All records should be written out again exactly.

(Records for the task Opens)

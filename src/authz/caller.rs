use std::collections::HashSet;

use serde::{Deserialize, Serialize};
use utoipa::ToSchema;
use uuid::Uuid;

/// Pack-scoped feature flags carried with the caller's credential.
///
/// Unknown or missing flags coerce to `false` at the deserialization
/// boundary rather than being re-checked downstream.
#[derive(Debug, Clone, Copy, Default, Serialize, Deserialize, ToSchema)]
pub struct PackConfig {
    #[serde(default)]
    pub enable_project_linking: bool,
    #[serde(default)]
    pub require_project_linking: bool,
}

/// The acting identity for a request: a stable user id plus the pack-scoped
/// claims bag (granted permission keys and feature flags). Reconstructed per
/// request from a verified credential, never persisted.
#[derive(Debug, Clone)]
pub struct Caller {
    pub user_id: Uuid,
    pub roles: HashSet<String>,
    pub granted: HashSet<String>,
    pub config: PackConfig,
}

impl Caller {
    pub fn new(user_id: Uuid) -> Self {
        Self {
            user_id,
            roles: HashSet::new(),
            granted: HashSet::new(),
            config: PackConfig::default(),
        }
    }

    pub fn with_roles(mut self, roles: impl IntoIterator<Item = String>) -> Self {
        self.roles = roles.into_iter().collect();
        self
    }

    pub fn with_granted(mut self, keys: impl IntoIterator<Item = String>) -> Self {
        self.granted = keys.into_iter().collect();
        self
    }

    pub fn with_config(mut self, config: PackConfig) -> Self {
        self.config = config;
        self
    }

    pub fn has_role(&self, role: &str) -> bool {
        self.roles.contains(role)
    }

    pub fn has_grant(&self, key: &str) -> bool {
        self.granted.contains(key)
    }
}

(Records for the task Closes)

# [Finished exercise]
filename src/authz/caller.rs
use std::collections::HashSet;

use serde::{Deserialize, Serialize};
use utoipa::ToSchema;
use uuid::Uuid;

/// Pack-scoped feature flags carried with the caller's credential.
///
/// Unknown or missing flags coerce to `false` at the deserialization
/// boundary rather than being re-checked downstream.
#[derive(Debug, Clone, Copy, Default, Serialize, Deserialize, ToSchema)]
pub struct PackConfig {
    #[serde(default)]
    pub enable_project_linking: bool,
    #[serde(default)]
    pub require_project_linking: bool,
}

/// The acting identity for a request: a stable user id plus the pack-scoped
/// claims bag (granted permission keys and feature flags). Reconstructed per
/// request from a verified credential, never persisted.
#[derive(Debug, Clone)]
pub struct Caller {
    pub user_id: Uuid,
    pub roles: HashSet<String>,
    pub granted: HashSet<String>,
    pub config: PackConfig,
}

impl Caller {
    pub fn new(user_id: Uuid) -> Self {
        Self {
            user_id,
            roles: HashSet::new(),
            granted: HashSet::new(),
            config: PackConfig::default(),
        }
    }

    pub fn with_roles(mut self, roles: impl IntoIterator<Item = String>) -> Self {
        self.roles = roles.into_iter().collect();
        self
    }

    pub fn with_granted(mut self, keys: impl IntoIterator<Item = String>) -> Self {
        self.granted = keys.into_iter().collect();
        self
    }

    pub fn with_config(mut self, config: PackConfig) -> Self {
        self.config = config;
        self
    }

    pub fn has_role(&self, role: &str) -> bool {
        self.roles.contains(role)
    }

    pub fn has_grant(&self, key: &str) -> bool {
        self.granted.contains(key)
    }
}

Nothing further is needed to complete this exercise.